The impact of the pandemic has had many effects – everything from illness and job losses to an increase in the number of people opening trading accounts and getting in on the latest trend. Some investors have also caught the “fear of missing out” bug – often to their detriment – pointing to the importance of professional financial advice, a recent OSC Dialogue heard.
The pandemic sparked the growth of retail accounts around the world when it began – including 2.4 million investors in Canada in 2020.
But even before COVID-19, investors started moving into relatively unexplored areas like the exempt market and the early days of cannabis legalization, said Neil Gross, president, Component Strategies Consulting and chair, OSC Investor Advisory Panel.
Some of this behaviour can be attributed to the fear of missing out (FOMO) and to antsy investors locked up for long periods of time, he said.
“But some of this is really a continuation of the yield hunger that was spawned in the aftermath of the financial crisis, the continuation of more than a decade of no pathway forward for low-risk investing that has led to a sort of ‘risk compulsion’ on the part of many retail investors,” said Gross.
Gross speculated that if Canada continues to have low interest rates for some time, then people taking on greater risk to get the (potentially) higher results may well be the new normal, he said.
However, Canada has also seen many investors move into the area of ESG, which is meant to lower risk when it comes to issues dealing with climate change. “So whether that is just going to be a fad or something that will have staying power – we will just have to wait and see … and [determine] a pathway to good investment returns.”
The impact of social media
Social media has contributed to the recent upsurge in account openings and many social media platforms are relying on these higher numbers to elicit FOMO, said Edward Kholodenko, president and CEO of Questoscrade.
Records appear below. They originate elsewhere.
//! Credential Types
//!
//! The provider credential is a single opaque token. Whether it is valid is
//! never stored alongside it: validity is the outcome of the most recent
//! validation attempt and is tracked by [`ValidityState`].

use std::collections::HashSet;
use std::sync::Arc;

use parking_lot::RwLock;

use super::market::Symbol;

// =============================================================================
// Credential
// =============================================================================

/// Provider API token.
///
/// The `Debug` and `Display` implementations redact the token for safe logging.
#[derive(Clone, Default, PartialEq, Eq)]
pub struct Credential {
    token: String,
}

impl Credential {
    /// Create a credential from a raw token.
    #[must_use]
    pub fn new(token: impl Into<String>) -> Self {
        Self {
            token: token.into(),
        }
    }

    /// The raw token, for building request URLs.
    #[must_use]
    pub fn token(&self) -> &str {
        &self.token
    }

    /// Whether the token is empty.
    #[must_use]
    pub fn is_empty(&self) -> bool {
        self.token.is_empty()
    }
}

/// The active credential, shared between the monitor (sole writer) and every
/// reader that builds request URLs at call time.
pub type SharedCredential = Arc<RwLock<Credential>>;

impl std::fmt::Debug for Credential {
    fn fmt(&self, f: &mut std::fmt::Formatter<'_>) -> std::fmt::Result {
        f.debug_struct("Credential")
            .field("token", &"[REDACTED]")
            .field("empty", &self.token.is_empty())
            .finish()
    }
}

impl std::fmt::Display for Credential {
    fn fmt(&self, f: &mut std::fmt::Formatter<'_>) -> std::fmt::Result {
        if self.token.is_empty() {
            write!(f, "Credential(<empty>)")
        } else {
            write!(f, "Credential([REDACTED])")
        }
    }
}

// =============================================================================
// Validity State
// =============================================================================

/// Outcome of credential validation.
#[derive(Debug, Clone, Copy, PartialEq, Eq, Default)]
pub enum ValidityState {
    /// No validation has run yet.
    #[default]
    Unvalidated,
    /// A validation request is in flight.
    Validating,
    /// The last validation succeeded.
    Valid,
    /// The last validation failed.
    Invalid,
}

impl ValidityState {
    /// Check if the credential is usable.
    #[must_use]
    pub const fn is_valid(&self) -> bool {
        matches!(self, Self::Valid)
    }

    /// Get the state name.
    #[must_use]
    pub const fn as_str(&self) -> &'static str {
        match self {
            Self::Unvalidated => "unvalidated",
            Self::Validating => "validating",
            Self::Valid => "valid",
            Self::Invalid => "invalid",
        }
    }
}

// =============================================================================
// Domestic Symbols
// =============================================================================

/// Set of known-valid domestic symbols.
///
/// Populated once, on the first successful validation of a session, and
/// never shrinks afterwards.
#[derive(Debug, Default)]
pub struct DomesticSymbols {
    symbols: RwLock<HashSet<Symbol>>,
}

impl DomesticSymbols {
    /// Create an empty set.
    #[must_use]
    pub fn new() -> Self {
        Self::default()
    }

    /// Populate the set if it is still empty.
    ///
    /// Returns `true` if this call populated the set.
    pub fn populate_once(&self, symbols: impl IntoIterator<Item = Symbol>) -> bool {
        let mut set = self.symbols.write();
        if !set.is_empty() {
            return false;
        }
        set.extend(symbols);
        !set.is_empty()
    }

    /// Membership check.
    #[must_use]
    pub fn contains(&self, symbol: &str) -> bool {
        self.symbols.read().contains(symbol)
    }

    /// Number of known symbols.
    #[must_use]
    pub fn len(&self) -> usize {
        self.symbols.read().len()
    }

    /// Whether the set is still unpopulated.
    #[must_use]
    pub fn is_empty(&self) -> bool {
        self.symbols.read().is_empty()
    }
}

// =============================================================================
// Tests
// =============================================================================
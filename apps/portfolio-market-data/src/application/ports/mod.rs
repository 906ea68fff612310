//! Port Interfaces
//!
//! Defines the interfaces (ports) for external systems following
//! the Hexagonal Architecture pattern. These are the contracts that
//! infrastructure adapters must implement.
//!
//! ## Driven Ports (Outbound)
//!
//! - [`KeyValueStore`]: Durable string storage for the credential and ledger
//! - [`Clock`]: Wall-clock source for history windows and ledger timestamps
//! - [`StreamConnector`]: Opens the live push connection
//!
//! ## Driver Ports (Inbound)
//!
//! - [`PriceFeed`]: Live price subscriptions, consumed by the portfolio ledger

use async_trait::async_trait;
use chrono::{DateTime, Utc};
use tokio::sync::mpsc;
use tokio_util::sync::CancellationToken;

use crate::domain::credential::Credential;
use crate::domain::market::{SeriesError, Symbol, TradeTick};
use crate::domain::subscription::PriceCallback;

// =============================================================================
// Errors
// =============================================================================

/// Errors surfaced by market data operations.
///
/// An empty history is not an error: `no_data` decodes to an empty series.
#[derive(Debug, Clone, PartialEq, Eq, thiserror::Error)]
pub enum MarketDataError {
    /// Transport failure, no usable response.
    #[error("network error: {0}")]
    Network(String),

    /// The provider answered with an error payload.
    #[error("provider error: {0}")]
    Provider(String),

    /// The rate limiter refused to schedule the request.
    #[error("request quota exceeded: {0}")]
    QuotaExceeded(String),

    /// The response body did not match the expected shape.
    #[error("decode error: {0}")]
    Decode(String),

    /// A candle series violated its column invariant.
    #[error(transparent)]
    MalformedSeries(#[from] SeriesError),
}

/// Errors raised by a [`KeyValueStore`].
#[derive(Debug, thiserror::Error)]
pub enum StoreError {
    /// Underlying IO failed.
    #[error("store io error: {0}")]
    Io(#[from] std::io::Error),

    /// Stored document could not be encoded or decoded.
    #[error("store encoding error: {0}")]
    Encoding(#[from] serde_json::Error),
}

// =============================================================================
// Storage and Time
// =============================================================================

/// Durable key-value store.
pub trait KeyValueStore: Send + Sync {
    /// Read a value.
    ///
    /// # Errors
    ///
    /// Returns `StoreError` if the backing storage cannot be read.
    fn get(&self, key: &str) -> Result<Option<String>, StoreError>;

    /// Write a value.
    ///
    /// # Errors
    ///
    /// Returns `StoreError` if the backing storage cannot be written.
    fn set(&self, key: &str, value: &str) -> Result<(), StoreError>;
}

/// Wall-clock source.
#[cfg_attr(test, mockall::automock)]
pub trait Clock: Send + Sync {
    /// Current time.
    fn now(&self) -> DateTime<Utc>;
}

/// [`Clock`] backed by the system time.
#[derive(Debug, Clone, Copy, Default)]
pub struct SystemClock;

impl Clock for SystemClock {
    fn now(&self) -> DateTime<Utc> {
        Utc::now()
    }
}

// =============================================================================
// Streaming Transport
// =============================================================================

/// Outbound stream commands.
#[derive(Debug, Clone, PartialEq, Eq)]
pub enum StreamCommand {
    /// Start receiving trades for a symbol.
    Subscribe(Symbol),
    /// Stop receiving trades for a symbol.
    Unsubscribe(Symbol),
}

/// Transport event tagged with the connection generation that produced it.
#[derive(Debug, Clone, PartialEq, Eq)]
pub struct TransportEvent {
    /// Generation of the link that emitted the event.
    pub generation: u64,
    /// What happened.
    pub kind: TransportEventKind,
}

/// Transport event kinds.
#[derive(Debug, Clone, PartialEq, Eq)]
pub enum TransportEventKind {
    /// Connection established (initial connect or transparent reconnect).
    Opened,
    /// Decoded trade batch.
    Trades(Vec<TradeTick>),
    /// Connection lost.
    Closed,
    /// Transport failure worth reporting.
    Error(String),
}

/// Parameters for opening a stream link.
#[derive(Debug, Clone)]
pub struct ConnectRequest {
    /// Credential to authenticate the connection with.
    pub credential: Credential,
    /// Generation stamped on every event of this link.
    pub generation: u64,
    /// Sink for transport events.
    pub events: mpsc::UnboundedSender<TransportEvent>,
}

/// Handle to an open (or opening) stream link.
///
/// Dropping the handle does not close the link; call [`StreamLink::close`].
#[derive(Debug, Clone)]
pub struct StreamLink {
    outbound: mpsc::UnboundedSender<StreamCommand>,
    cancel: CancellationToken,
}

impl StreamLink {
    /// Create a link handle.
    #[must_use]
    pub const fn new(outbound: mpsc::UnboundedSender<StreamCommand>, cancel: CancellationToken) -> Self {
        Self { outbound, cancel }
    }

    /// Queue a command. Returns `false` if the link is gone.
    pub fn send(&self, command: StreamCommand) -> bool {
        self.outbound.send(command).is_ok()
    }

    /// Tear the link down.
    pub fn close(&self) {
        self.cancel.cancel();
    }

    /// Whether the link has been closed.
    #[must_use]
    pub fn is_closed(&self) -> bool {
        self.cancel.is_cancelled() || self.outbound.is_closed()
    }
}

/// Opens stream links.
pub trait StreamConnector: Send + Sync {
    /// Start connecting. Events are reported through `request.events`.
    fn connect(&self, request: ConnectRequest) -> StreamLink;
}

// =============================================================================
// Price Feed
// =============================================================================

/// Live price subscriptions.
#[async_trait]
pub trait PriceFeed: Send + Sync {
    /// Register a callback and seed it with a fresh quote.
    ///
    /// # Errors
    ///
    /// Returns `MarketDataError` if the seeding quote fails; the
    /// registration is kept.
    async fn subscribe(&self, symbol: &str, callback: PriceCallback) -> Result<(), MarketDataError>;

    /// Remove a callback.
    fn unsubscribe(&self, symbol: &str, callback: &PriceCallback);
}
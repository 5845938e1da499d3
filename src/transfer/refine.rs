//! Conditional-edge refinement for the interval variant with narrowing
//! (spec.md §4.3, analysis "3b"). Given a predecessor block ending in a
//! conditional branch and the successor the edge leads to, narrows the
//! predecessor's exit state by the branch predicate. This is a filter: it
//! may only shrink intervals or drop the whole map to bottom (infeasible
//! edge); it never introduces a key absent from the input.

use crate::domain::interval::Interval;
use crate::domain::IntervalMap;
use crate::ir::{BlockId, IcmpPred, IrView, Opcode, Operand, Terminator};

/// Looks up the `icmp` instruction a conditional branch's `cond` operand
/// refers to, if the predecessor's last few instructions contain one.
fn find_icmp<'a>(view: &'a dyn IrView, block: BlockId, cond: &Operand) -> Option<(&'a IcmpPred, &'a Operand, &'a Operand)> {
    let cond_name = cond.as_reg()?;
    view.instructions(block).iter().find_map(|inst| {
        if inst.name.as_deref() == Some(cond_name) {
            if let Opcode::Icmp { pred, lhs, rhs } = &inst.opcode {
                return Some((pred, lhs, rhs));
            }
        }
        None
    })
}

fn satisfies(pred: IcmpPred, lhs: i64, rhs: i64) -> bool {
    match pred {
        IcmpPred::Eq => lhs == rhs,
        IcmpPred::Ne => lhs != rhs,
        IcmpPred::Sgt => lhs > rhs,
        IcmpPred::Slt => lhs < rhs,
        IcmpPred::Sge => lhs >= rhs,
        IcmpPred::Sle => lhs <= rhs,
    }
}

/// Narrow `interval` by the constraint `interval <pred> c`, where `pred` has
/// already been adjusted for which edge ("flag") is being taken. Matches
/// spec.md §4.3's var-vs-const rules, including the deliberately imprecise
/// `==`/`!=` boundary-only tightening (Design Notes §9: "away-from-boundary
/// refinements are deliberately skipped (sound but imprecise)").
fn narrow_against_const(interval: Interval, pred: IcmpPred, c: i64) -> Interval {
    if interval.is_empty() {
        return Interval::EMPTY;
    }
    let (lo, hi) = (interval.lo().unwrap(), interval.hi().unwrap());
    match pred {
        IcmpPred::Eq => {
            if interval.contains(c) {
                Interval::point(c)
            } else {
                Interval::EMPTY
            }
        }
        IcmpPred::Ne => {
            if lo == hi && lo == c {
                Interval::EMPTY
            } else if lo == c {
                Interval::new_checked(lo + 1, hi)
            } else if hi == c {
                Interval::new_checked(lo, hi - 1)
            } else {
                interval
            }
        }
        IcmpPred::Sgt => Interval::new_checked(lo.max(c + 1), hi),
        IcmpPred::Sge => Interval::new_checked(lo.max(c), hi),
        IcmpPred::Slt => Interval::new_checked(lo, hi.min(c - 1)),
        IcmpPred::Sle => Interval::new_checked(lo, hi.min(c)),
    }
}

/// Narrow two intervals against `lhs <pred> rhs`, widening the tightened
/// side by one for strict comparisons (spec.md §4.3's var-vs-var case).
fn narrow_var_var(lhs: Interval, rhs: Interval, pred: IcmpPred) -> (Interval, Interval) {
    if lhs.is_empty() || rhs.is_empty() {
        return (Interval::EMPTY, Interval::EMPTY);
    }
    let (l_lo, l_hi) = (lhs.lo().unwrap(), lhs.hi().unwrap());
    let (r_lo, r_hi) = (rhs.lo().unwrap(), rhs.hi().unwrap());
    match pred {
        IcmpPred::Eq => {
            let lo = l_lo.max(r_lo);
            let hi = l_hi.min(r_hi);
            (Interval::new_checked(lo, hi), Interval::new_checked(lo, hi))
        }
        IcmpPred::Ne => (lhs, rhs),
        IcmpPred::Sgt => {
            (Interval::new_checked(l_lo.max(r_lo + 1), l_hi), Interval::new_checked(r_lo, r_hi.min(l_hi - 1)))
        }
        IcmpPred::Sge => (Interval::new_checked(l_lo.max(r_lo), l_hi), Interval::new_checked(r_lo, r_hi.min(l_hi))),
        IcmpPred::Slt => {
            (Interval::new_checked(l_lo, l_hi.min(r_hi - 1)), Interval::new_checked(r_lo.max(l_lo + 1), r_hi))
        }
        IcmpPred::Sle => (Interval::new_checked(l_lo, l_hi.min(r_hi)), Interval::new_checked(r_lo.max(l_lo), r_hi)),
    }
}

/// Refine `pre` (a predecessor's exit interval map) by the branch predicate
/// governing the edge `from -> to`. Returns `pre` unchanged when `from`
/// doesn't end in a conditional branch whose condition is a recognizable
/// `icmp`, or when the comparison can't be resolved to a constraint on a
/// local (spec.md §4.3 only narrows const/var combinations it recognizes).
pub fn refine(pre: &IntervalMap, view: &dyn IrView, from: BlockId, to: BlockId) -> IntervalMap {
    let Terminator::CondBr { cond, then_block, else_block } = view.terminator(from) else {
        return pre.clone();
    };
    let flag = if to == *then_block {
        true
    } else if to == *else_block {
        false
    } else {
        return pre.clone();
    };

    let Some((&raw_pred, lhs, rhs)) = find_icmp(view, from, cond) else {
        return pre.clone();
    };
    let pred = if flag { raw_pred } else { raw_pred.negate() };

    match (lhs, rhs) {
        (Operand::Const(a), Operand::Const(b)) => {
            if satisfies(pred, *a, *b) {
                pre.clone()
            } else {
                IntervalMap::empty()
            }
        }
        (Operand::Reg(x), Operand::Const(c)) => {
            let mut out = pre.clone();
            let narrowed = narrow_against_const(pre.get(x), pred, *c);
            if narrowed.is_empty() {
                return IntervalMap::empty();
            }
            out.set(x.clone(), narrowed);
            out
        }
        (Operand::Const(c), Operand::Reg(x)) => {
            // `c <pred> x` is `x <flipped pred> c`.
            let flipped = flip(pred);
            let mut out = pre.clone();
            let narrowed = narrow_against_const(pre.get(x), flipped, *c);
            if narrowed.is_empty() {
                return IntervalMap::empty();
            }
            out.set(x.clone(), narrowed);
            out
        }
        (Operand::Reg(x), Operand::Reg(y)) => {
            let (new_x, new_y) = narrow_var_var(pre.get(x), pre.get(y), pred);
            if new_x.is_empty() || new_y.is_empty() {
                return IntervalMap::empty();
            }
            let mut out = pre.clone();
            out.set(x.clone(), new_x);
            out.set(y.clone(), new_y);
            out
        }
    }
}

fn flip(pred: IcmpPred) -> IcmpPred {
    match pred {
        IcmpPred::Eq => IcmpPred::Eq,
        IcmpPred::Ne => IcmpPred::Ne,
        IcmpPred::Sgt => IcmpPred::Slt,
        IcmpPred::Slt => IcmpPred::Sgt,
        IcmpPred::Sge => IcmpPred::Sle,
        IcmpPred::Sle => IcmpPred::Sge,
    }
}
Kholodenko said social media has the potential to be an excellent source of information, but it can also be a source of influence for misinformation. He noted that people should have more than one source of information, get their own expert advice and make smarter, informed choices.
There are a host of ways people can make their investment choices, he said, from advisor-driven to self-directed. “As long as things like fees and claims are transparent and all the players respect the regulations and the rules that exist it’s very beneficial to the marketplace,” he said.
But David Lewis, president, BEworks Research Institute, said people have innate biases, including an unwillingness to think about long-term decisions. People also have “cognitive tunnelling,” where they want to focus on quick fixes and simple solutions.
“That’s really exacerbating a long-standing problem when people fail to plan and people fail to save enough for retirement. With longer lifespans and low yields, it’s just becoming more critical,” said Lewis. “Too few people [are] seeking and following professional financial advice. Failure to seek advice is an issue.”
Without professional advice, investors tend to pull their money out from markets too soon and miss out on the recovery, a situation that can have a serious long-term financial impact on investors.
But advice has to change and include more behavioural coaching as advisors consider both the psychological and social factors of clients, said Lewis.
“Behavioural coaching is really needed to counter the overconfidence and the DIY FOMO that we’re seeing,” and the industry needs to embrace behavioural science to help clients make better decisions, he said.
He said that social media is both a blessing and a curse as people shop for the flavour of the month in terms of investing.
But Kholodenko said it’s also important to know how to channel the positives of social media, noting that his firm, Questrade, puts out a number of videos on social media channels. When it comes to social media, people shouldn’t focus on just the negative aspect, but make sure the positive message is out there as well, he said.
Online trading has definitely grown, said Lewis, noting that being able to execute trades whenever an investor wants is useful and helpful. However, Lewis said there are behavioural implications as well.
The bad is that people have a tendency towards overconfidence and many think they can control random events and tend to take more risks to avoid a loss.